A proposta de lei menciona já a necessidade de audição do Conselho Nacional de Medicina Legal, da Ordem dos Médicos e das associações sindicais representativas do sector. Contudo, a matéria justifica também a audição do Conselho Nacional de Ética para as Ciências da Vida e a Comissão Nacional de Protecção de Dados.
Finalmente, afigura-se que as alterações pretendidas pela aprovação da proposta de lei não se compadecem com uma entrada em vigor no dia seguinte ao da publicação, antes exigindo um período de vacatio legis.
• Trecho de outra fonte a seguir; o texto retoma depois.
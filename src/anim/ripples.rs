// Copyright (c) 2026 rezky_nightky

use rand::rngs::StdRng;
use rand::Rng;

use crate::cell::{Cell, Style};
use crate::frame::Frame;

use super::Animation;

const GRADIENT: &[u8] = b" .:-=+*#%@";
const MAX_RIPPLES: usize = 10;
const GROWTH_PER_TICK: f32 = 0.8;
const RING_WIDTH: f32 = 2.5;

#[derive(Clone, Copy, Debug)]
struct Ripple {
    cx: f32,
    cy: f32,
    radius: f32,
    max_radius: f32,
}

pub struct RaindropRipples {
    h: u16,
    w: u16,
    rng: StdRng,
    ripples: Vec<Ripple>,
}

impl RaindropRipples {
    pub fn new(h: u16, w: u16, rng: StdRng) -> Self {
        Self {
            h,
            w,
            rng,
            ripples: Vec::new(),
        }
    }

    fn intensity_at(&self, x: f32, y: f32) -> f32 {
        let mut intensity = 0.0;
        for r in &self.ripples {
            let dx = x - r.cx;
            // vertical distance doubled to counter cell aspect
            let dy = (y - r.cy) * 2.0;
            let dist = (dx * dx + dy * dy).sqrt();
            let ring = (1.0 - (dist - r.radius).abs() / RING_WIDTH).max(0.0);
            let fade = (1.0 - r.radius / r.max_radius).max(0.0);
            intensity += ring * fade;
        }
        intensity
    }
}

impl Animation for RaindropRipples {
    fn name(&self) -> &'static str {
        "Raindrop Ripples"
    }

    fn reset(&mut self) {
        self.ripples.clear();
    }

    fn resize(&mut self, h: u16, w: u16) {
        self.h = h;
        self.w = w;
    }

    fn update(&mut self) {
        for r in &mut self.ripples {
            r.radius += GROWTH_PER_TICK;
        }
        self.ripples.retain(|r| r.radius < r.max_radius);

        if self.w > 0 && self.h > 0 && self.ripples.len() < MAX_RIPPLES && self.rng.random_bool(0.1)
        {
            let short = self.h.min(self.w) as f32;
            let long = self.h.max(self.w) as f32;
            let r = Ripple {
                cx: self.rng.random_range(0.0..self.w as f32),
                cy: self.rng.random_range(0.0..self.h as f32),
                radius: 0.0,
                max_radius: self.rng.random_range(short * 0.5..long * 1.2),
            };
            self.ripples.push(r);
        }
    }

    fn draw(&mut self, frame: &mut Frame) {
        if self.ripples.is_empty() {
            return;
        }
        for y in 0..self.h {
            for x in 0..self.w {
                let intensity = self.intensity_at(x as f32, y as f32).min(1.0);
                if intensity <= 0.05 {
                    continue;
                }
                let ci = (intensity * (GRADIENT.len() - 1) as f32) as usize;
                let ch = GRADIENT[ci.min(GRADIENT.len() - 1)] as char;
                // cool end of the wheel, brightest at the ring crest
                let shade = 15 + ((1.0 - intensity) * 14.0) as u8;
                let style = Style::Rainbow(shade.min(29));
                let cell = if intensity > 0.7 {
                    Cell::bold(ch, style)
                } else {
                    Cell::new(ch, style)
                };
                frame.set(x as i32, y as i32, cell);
            }
        }
    }
}

#[cfg(test)]
mod tests {
    use super::*;
    use rand::SeedableRng;

    #[test]
    fn ripple_count_is_capped() {
        let mut rain = RaindropRipples::new(24, 80, StdRng::seed_from_u64(17));
        for _ in 0..2000 {
            rain.update();
            assert!(rain.ripples.len() <= MAX_RIPPLES);
        }
    }

    #[test]
    fn ripples_are_removed_exactly_at_max_radius() {
        // zero geometry keeps the spawner quiet
        let mut rain = RaindropRipples::new(0, 0, StdRng::seed_from_u64(18));
        rain.ripples.push(Ripple {
            cx: 10.0,
            cy: 10.0,
            radius: 0.0,
            max_radius: 4.0,
        });
        for expected in [0.8f32, 1.6, 2.4, 3.2] {
            rain.update();
            assert_eq!(rain.ripples.len(), 1);
            assert!((rain.ripples[0].radius - expected).abs() < 1e-4);
        }
        rain.update();
        assert!(rain.ripples.is_empty());
    }

    #[test]
    fn intensity_peaks_on_the_ring() {
        let mut rain = RaindropRipples::new(0, 0, StdRng::seed_from_u64(19));
        rain.ripples.push(Ripple {
            cx: 0.0,
            cy: 0.0,
            radius: 5.0,
            max_radius: 100.0,
        });
        let on_ring = rain.intensity_at(5.0, 0.0);
        let off_ring = rain.intensity_at(20.0, 0.0);
        assert!(on_ring > 0.9);
        assert!(off_ring == 0.0);
    }
}
// Copyright (c) 2026 rezky_nightky

use clap::Parser;

#[derive(Parser, Debug, Clone)]
#[command(
    name = "gallerix",
    version,
    about = "An interactive gallery of generative art animations for the terminal"
)]
pub struct Args {
    #[arg(
        short = 'f',
        long = "fps",
        default_value_t = 30.0,
        help_heading = "PERFORMANCE",
        help = "Target FPS (min 1 max 120)"
    )]
    pub fps: f64,

    #[arg(
        short = 's',
        long = "seed",
        help_heading = "GENERAL",
        help = "RNG seed for deterministic replay (default: derived from system time)"
    )]
    pub seed: Option<u64>,

    #[arg(
        long = "colormode",
        help_heading = "APPEARANCE",
        help = "Force color depth (allowed: 0=mono, 8=256-color, 24=truecolor; default: auto)"
    )]
    pub colormode: Option<u8>,

    #[arg(
        long = "start",
        help_heading = "GENERAL",
        help = "Animation to open with: 1-based index or name prefix"
    )]
    pub start: Option<String>,

    #[arg(
        long = "duration",
        help_heading = "GENERAL",
        help = "Exit after N seconds (min 0.1 max 86400)"
    )]
    pub duration: Option<f64>,

    #[arg(
        short = 'l',
        long = "list-animations",
        help_heading = "GENERAL",
        help = "Print the animation roster and exit"
    )]
    pub list_animations: bool,
}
Por outro lado, deve ser prevista e acautelada a situação das perícias médico-legais em curso.

IV. Conclusões
1 - O Governo apresentou à Assembleia da República a proposta de lei n.º 127/IX - Estabelece o regime jurídico das perícias médico-legais e forenses.
2 - A apresentação foi efectuada nos termos da alínea d) do n.º 1 do artigo 197.º da Constituição e do artigo 131.º do Regimento, reunindo os requisitos formais previstos no artigo 138.º do Regimento;
3 - A proposta de lei visa introduzir alterações e aperfeiçoamentos ao regime das perícias médico-legais e forenses, susceptíveis de proporcionarem uma maior operacionalidade e flexibilidade ao sistema, aproveitando-se, simultaneamente, para corrigir as fragilidades entretanto constatadas no regime em vigor e para melhor explicitar as regras que orientam algumas delas, nomeadamente na sequência de progressiva instalação de gabinetes médico-legais entretanto verificada;
4 - A proposta de lei agora apresentada pelo Governo vem, essencialmente, autonomizar e densificar o regime jurídico das perícias médico-legais em diploma próprio;
5 - Devem ser ouvidos o Conselho Nacional de Medicina Legal, a Ordem dos Médicos, o Conselho Nacional de Ética para as Ciências da Vida e a Comissão Nacional de Protecção de Dados, para além das associações sindicais representativas do sector.

V. Parecer
Face ao exposto, a Comissão de Assuntos Constitucionais, Direitos, Liberdades e Garantias é do seguinte parecer:

Que a proposta de lei n.º 127/IX em análise encontra-se em condições constitucionais e regimentais de subir a Plenário, reservando os grupos parlamentares as suas posições de voto para o debate.

Assembleia da República, 23 de Junho de 2004. - A Deputada Relatora, Maria de Belém Roseira - O Vice-Presidente da Comissão, Osvaldo Castro.

Nota: O relatório foi aprovado por unanimidade, estando ausente o CDS-PP e o BE.